Bannus stepped closer, seething. “You never deserved your mount. I should have slain you the day you came begging to the Sacred Isle.”
“Molly chose me. Do you doubt the divine judgment of the Blood?”
Bannus howled. The sound of it shocked Caris, and sent her ears ringing. “Speak not of the Blood!” he roared. With the swiftness of a striking snake, Bannus flung the ax. The weapon was nothing more than a blur and a clash of steel as Willard vanished from her view.
Roaring rose in Caris’s ears as she stared at the empty battlement. Willard! Had he ducked? Had he been hit? If he’d ducked, why hadn’t he reappeared? The roaring rose to a deafening volume. She put her hands to her ears to block it out, but it did no good. It never did any good. The roaring grew louder behind her hands and she felt the familiar darkness coming, terror rising and buckling her knees, driving her into a ball on the stairs.
Not now! You have to do something! Harric lives! Act! Move!
She staggered to her feet, shield in hands, and stumbled onto the ledge.
*
The sound of a large waterfall grew as Kogan jogged toward the final bend in the cliff road. When he stepped around the bend, he saw the end of the valley: a V-shaped pass only a half-mile hence, with a squat stone fort plugging the gap in the pass. Outside the fort walls stood a crude siege tower and the winking campfires of a small army. Will must be in that fort.

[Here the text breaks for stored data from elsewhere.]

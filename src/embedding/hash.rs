//! Deterministic hashing embedder.
//!
//! Each whitespace token is hashed into a bucket of the output vector
//! (feature hashing), then the vector is L2-normalized. Texts sharing words
//! land close together; identical texts produce identical vectors. No model
//! files and no network, which makes it the embedder of choice for tests and
//! air-gapped installs.

use async_trait::async_trait;

use super::{l2_normalize, Embedder};
use crate::error::{EmbeddingError, FabricError};

#[derive(Debug, Clone)]
pub struct HashEmbedder {
    dimensions: usize,
}

impl HashEmbedder {
    pub fn new(dimensions: usize) -> Result<Self, FabricError> {
        if dimensions == 0 {
            return Err(FabricError::config("embedding dimension must be positive"));
        }
        Ok(Self { dimensions })
    }

    fn embed_sync(&self, text: &str) -> Vec<f32> {
        let mut v = vec![0.0f32; self.dimensions];
        for token in text.split_whitespace() {
            let token = token.to_lowercase();
            let h = fnv1a(token.as_bytes());
            let bucket = (h % self.dimensions as u64) as usize;
            // One hash bit picks the sign so unrelated tokens tend to cancel.
            let sign = if (h >> 63) == 0 { 1.0 } else { -1.0 };
            v[bucket] += sign;
        }
        l2_normalize(&v)
    }
}

#[async_trait]
impl Embedder for HashEmbedder {
    fn dimensions(&self) -> usize {
        self.dimensions
    }

    fn model_name(&self) -> &str {
        "feature-hash"
    }

    async fn embed(&self, text: &str) -> Result<Vec<f32>, EmbeddingError> {
        Ok(self.embed_sync(text))
    }
}

fn fnv1a(bytes: &[u8]) -> u64 {
    let mut hash: u64 = 0xcbf2_9ce4_8422_2325;
    for &b in bytes {
        hash ^= b as u64;
        hash = hash.wrapping_mul(0x0100_0000_01b3);
    }
    hash
}
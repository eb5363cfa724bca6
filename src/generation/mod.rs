//! Text-generation collaborators used by the optimization pipeline.
//!
//! A [`TextGenerator`] turns a prompt into text. Two HTTP adapters are
//! provided: an OpenAI-compatible chat-completions client ([`openai`]) and an
//! Anthropic messages client ([`anthropic`]). Which one is used is always an
//! explicit configuration choice.

pub mod anthropic;
pub mod openai;

use std::sync::Arc;
use std::time::Duration;

use async_trait::async_trait;

use crate::config::{GenerationProviderKind, GeneratorConfig};
use crate::error::{FabricError, GenerationError};

/// Prompt in, text out.
#[async_trait]
pub trait TextGenerator: Send + Sync {
    /// Short identifier used in log lines.
    fn name(&self) -> &str;

    async fn generate(&self, prompt: &str) -> Result<String, GenerationError>;
}

/// Build the generator described by `config`.
///
/// Returns `Ok(None)` for `provider = "none"`. A remote provider whose API key
/// variable is unset is a configuration error.
pub fn create_generator(
    config: &GeneratorConfig,
) -> Result<Option<Arc<dyn TextGenerator>>, FabricError> {
    if config.provider == GenerationProviderKind::None {
        return Ok(None);
    }

    let key_env = config.resolved_api_key_env();
    let api_key = std::env::var(&key_env).map_err(|_| {
        FabricError::config(format!(
            "environment variable {key_env} is not set (required by the {:?} generator)",
            config.provider
        ))
    })?;

    let client = http_client(config.timeout_secs)?;
    let generator: Arc<dyn TextGenerator> = match config.provider {
        GenerationProviderKind::OpenAi => {
            Arc::new(openai::OpenAiGenerator::new(client, config, api_key))
        }
        GenerationProviderKind::Anthropic => {
            Arc::new(anthropic::AnthropicGenerator::new(client, config, api_key))
        }
        GenerationProviderKind::None => return Ok(None),
    };
    Ok(Some(generator))
}

fn http_client(timeout_secs: u64) -> Result<reqwest::Client, FabricError> {
    reqwest::Client::builder()
        .timeout(Duration::from_secs(timeout_secs))
        .build()
        .map_err(|e| FabricError::config(format!("failed to build HTTP client: {e}")))
}

/// Map a non-success HTTP response to [`GenerationError::Provider`].
async fn check_status(response: reqwest::Response) -> Result<reqwest::Response, GenerationError> {
    let status = response.status();
    if status.is_success() {
        return Ok(response);
    }
    let body = response.text().await.unwrap_or_default();
    Err(GenerationError::Provider {
        status: status.as_u16(),
        body,
    })
}

#[cfg(test)]
mod tests {
    use super::*;

    #[test]
    fn none_provider_builds_nothing() {
        let config = GeneratorConfig::default();
        assert!(create_generator(&config).unwrap().is_none());
    }

    #[test]
    fn missing_api_key_is_a_configuration_error() {
        let config = GeneratorConfig {
            provider: GenerationProviderKind::Anthropic,
            api_key_env: Some("MEMFABRIC_TEST_MISSING_KEY".into()),
            ..Default::default()
        };
        let err = create_generator(&config).err().unwrap();
        assert!(matches!(err, FabricError::Configuration(_)));
        assert!(err.to_string().contains("MEMFABRIC_TEST_MISSING_KEY"));
    }
}
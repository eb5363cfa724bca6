use serde::{Deserialize, Serialize};

use crate::store::SearchFilter;
use crate::types::MemoryMetadata;

/// Who a memory belongs to: the tenant (`entity_id`), the agent or process
/// acting for it, and optionally the conversation.
///
/// Immutable; build a new value to change tenants.
#[derive(Debug, Clone, PartialEq, Eq, Hash, Serialize, Deserialize)]
pub struct Attribution {
    entity_id: String,
    process_id: String,
    #[serde(default, skip_serializing_if = "Option::is_none")]
    session_id: Option<String>,
}

impl Attribution {
    pub fn new(entity_id: impl Into<String>, process_id: impl Into<String>) -> Self {
        Self {
            entity_id: entity_id.into(),
            process_id: process_id.into(),
            session_id: None,
        }
    }

    pub fn with_session(mut self, session_id: impl Into<String>) -> Self {
        self.session_id = Some(session_id.into());
        self
    }

    pub fn entity_id(&self) -> &str {
        &self.entity_id
    }

    pub fn process_id(&self) -> &str {
        &self.process_id
    }

    pub fn session_id(&self) -> Option<&str> {
        self.session_id.as_deref()
    }

    /// Search filter scoping reads to this tenant and process.
    ///
    /// The session is stamped on writes but does not narrow reads, so a new
    /// conversation still sees what earlier ones stored.
    pub fn filter(&self) -> SearchFilter {
        SearchFilter {
            entity_id: Some(self.entity_id.clone()),
            process_id: Some(self.process_id.clone()),
            ..Default::default()
        }
    }

    /// Write the attribution keys into record metadata. `fallback_session`
    /// is used when this attribution carries no session of its own.
    pub(crate) fn stamp(&self, metadata: &mut MemoryMetadata, fallback_session: &str) {
        metadata.entity_id = Some(self.entity_id.clone());
        metadata.process_id = Some(self.process_id.clone());
        metadata.session_id = Some(
            self.session_id
                .clone()
                .unwrap_or_else(|| fallback_session.to_string()),
        );
    }
}

impl Default for Attribution {
    fn default() -> Self {
        Self::new("default", "default")
    }
}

Kogan chewed at his beard. The report of spitfires drifted to him on the breeze. “So it starts,” he muttered. “I wish you was here, Widow Larkin, to counsel me. I’m only one man against an army, but you’d know what to do. You got a head for puzzles.”
Torches began moving down the road toward him. Two torches. Soon the sound of trotting horses drifted down the valley.
He cast about for a squat hole, but found that side of the bend bright with moonlight and bare of hiding holes on the one side, and too sheer a drop without ledges on the cliff side.
Two riders. He could take them, maybe. But since they moved at a pretty good trot, one could easy get away and sound the alarm, and that wouldn’t do. The only advantage he had was the fact the enemy didn’t know where he was.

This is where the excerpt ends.